What you are asked to do: Exactly the lines from the start of the data through the line containing "use zksl_signer::AggregatorSigner;" should be output, with both ends kept and nothing added.

---------- Input data ----------

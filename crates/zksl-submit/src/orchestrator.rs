//! Ties the codec, commitment, signer, and transport crates together into
//! the end-to-end submission flow described for C4: fetch on-chain config,
//! derive the next sequence, enforce the chain-id and key-activation
//! checks, assemble the transaction, submit, and map verifier errors.

use chrono::Utc;
use zksl_commitment::{CommitmentInputs, CommitmentPreimage};
use zksl_core::{AggregatorConfig, AggregatorState, AnchorError, Artifact, ArtifactId, LedgerPubkey, ProofHash, Seq, VerifierErrorCode};
use zksl_signer::AggregatorSigner;

use crate::ledger::{LedgerClient, VerifierRpcError};
use crate::pda;
use crate::payload::{self, AnchorPayload};
use crate::transaction::{self, AnchorCallAccounts, AnchorTransaction};

pub struct AnchorRequest<'a> {
    pub artifact: &'a Artifact,
    pub artifact_id: ArtifactId,
    pub proof_hash: ProofHash,
    pub artifact_len: u32,
    pub fee_payer: LedgerPubkey,
}

pub struct AnchorOutcome {
    pub transaction_id: String,
    pub seq: Seq,
    pub aggregator_signature: [u8; 64],
    pub ds_hash: [u8; 32],
}

/// Reads on-ledger configuration and state, derives the next sequence,
/// signs, composes, and submits an anchor transaction for one artifact.
pub struct SubmissionOrchestrator<L: LedgerClient> {
    ledger: L,
    signer: AggregatorSigner,
    program_id: LedgerPubkey,
    local_chain_id: u64,
}

impl<L: LedgerClient> SubmissionOrchestrator<L> {
    pub fn new(ledger: L, signer: AggregatorSigner, program_id: LedgerPubkey, local_chain_id: u64) -> Self {
        Self {
            ledger,
            signer,
            program_id,
            local_chain_id,
        }
    }

    async fn fetch_config(&self) -> Result<AggregatorConfig, AnchorError> {
        let address = pda::configuration_address(&self.program_id);
        let data = self
            .ledger
            .get_account_data(&address)
            .await
            .map_err(|e| AnchorError::AnchorSubmitFailed(e.to_string()))?
            .ok_or(AnchorError::ConfigNotFound)?;
        decode_aggregator_config(&data).ok_or(AnchorError::ConfigNotFound)
    }

    async fn fetch_last_seq(&self) -> Result<Option<Seq>, AnchorError> {
        let address = pda::aggregator_state_address(&self.program_id);
        let data = self
            .ledger
            .get_account_data(&address)
            .await
            .map_err(|e| AnchorError::FetchLastSeqFailed(e.to_string()))?;
        match data {
            None => Ok(None),
            Some(bytes) => decode_aggregator_state(&bytes)
                .map(|s| Some(s.last_seq))
                .ok_or_else(|| AnchorError::FetchLastSeqFailed("malformed aggregator state".into())),
        }
    }

    pub async fn anchor(&self, req: AnchorRequest<'_>) -> Result<AnchorOutcome, AnchorError> {
        let config = self.fetch_config().await?;
        if config.chain_id != self.local_chain_id {
            return Err(AnchorError::ChainIdMismatch {
                configured: self.local_chain_id,
                on_chain: config.chain_id,
            });
        }

        let last_seq = self.fetch_last_seq().await?;
        let seq = transaction::next_seq(last_seq);

        let preimage = CommitmentPreimage::build(&CommitmentInputs {
            chain_id: self.local_chain_id,
            program_id: self.program_id,
            proof_hash: req.proof_hash,
            start_slot: req.artifact.start_slot,
            end_slot: req.artifact.end_slot,
            seq,
        });
        let ds_hash = preimage.digest();

        let signature = self
            .signer
            .sign(&preimage, seq, &config)
            .map_err(|_| AnchorError::AggregatorKeyMismatch { seq })?;
        let aggregator_pubkey = self.signer.public_key();

        let payload = AnchorPayload {
            artifact_id: req.artifact_id,
            proof_hash: req.proof_hash,
            seq,
            start_slot: req.artifact.start_slot,
            end_slot: req.artifact.end_slot,
            artifact_len: req.artifact_len,
            state_root_before: req.artifact.state_root_before,
            state_root_after: req.artifact.state_root_after,
            aggregator_pubkey,
            timestamp: Utc::now().timestamp(),
            ds_hash,
        };
        let anchor_call_payload = payload::encode(&payload);

        let accounts = AnchorCallAccounts {
            fee_payer: req.fee_payer,
            configuration: pda::configuration_address(&self.program_id),
            aggregator_state: pda::aggregator_state_address(&self.program_id),
            range_state: pda::range_state_address(&self.program_id),
            proof_record: pda::proof_record_address(&self.program_id, &req.proof_hash, seq),
            instructions_sysvar: INSTRUCTIONS_SYSVAR,
            system_program: SYSTEM_PROGRAM,
        };

        let signature_bytes: [u8; 64] = signature.to_bytes();
        let AnchorTransaction { instructions, .. } = transaction::compose(
            anchor_call_payload,
            &aggregator_pubkey,
            &signature_bytes,
            preimage.as_bytes(),
            accounts,
        );

        let transaction_id = self
            .ledger
            .submit_transaction(&instructions)
            .await
            .map_err(|e| map_submit_error(&e))?;

        Ok(AnchorOutcome {
            transaction_id,
            seq,
            aggregator_signature: signature_bytes,
            ds_hash,
        })
    }
}

/// Well-known sysvar/system addresses on the external ledger. These are
/// fixed constants on the real network; the zeroed placeholders here match
/// this workspace's treatment of the ledger as an abstract collaborator
/// (see `LedgerClient`) rather than a concrete chain.
const INSTRUCTIONS_SYSVAR: LedgerPubkey = LedgerPubkey([0xAA; 32]);
const SYSTEM_PROGRAM: LedgerPubkey = LedgerPubkey([0x00; 32]);

fn decode_aggregator_config(data: &[u8]) -> Option<AggregatorConfig> {
    serde_json::from_slice(data).ok()
}

fn decode_aggregator_state(data: &[u8]) -> Option<AggregatorState> {
    serde_json::from_slice(data).ok()
}

/// Map a ledger submission failure to the verifier-error taxonomy. Anything
/// the verifier-error table doesn't recognize falls back to
/// `AnchorSubmitFailed`, per the spec's canonical error table.
fn map_submit_error(err: &anyhow::Error) -> AnchorError {
    if let Some(rpc_err) = err.downcast_ref::<VerifierRpcError>() {
        if let Some(code) = VerifierErrorCode::match_str_or_code(&rpc_err.message, rpc_err.code) {
            return AnchorError::VerifierRejected(code);
        }
    }
    AnchorError::AnchorSubmitFailed(err.to_string())
}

----------

Exercise answer:
filename crates/zksl-submit/src/orchestrator.rs
//! Ties the codec, commitment, signer, and transport crates together into
//! the end-to-end submission flow described for C4: fetch on-chain config,
//! derive the next sequence, enforce the chain-id and key-activation
//! checks, assemble the transaction, submit, and map verifier errors.

use chrono::Utc;
use zksl_commitment::{CommitmentInputs, CommitmentPreimage};
use zksl_core::{AggregatorConfig, AggregatorState, AnchorError, Artifact, ArtifactId, LedgerPubkey, ProofHash, Seq, VerifierErrorCode};
use zksl_signer::AggregatorSigner;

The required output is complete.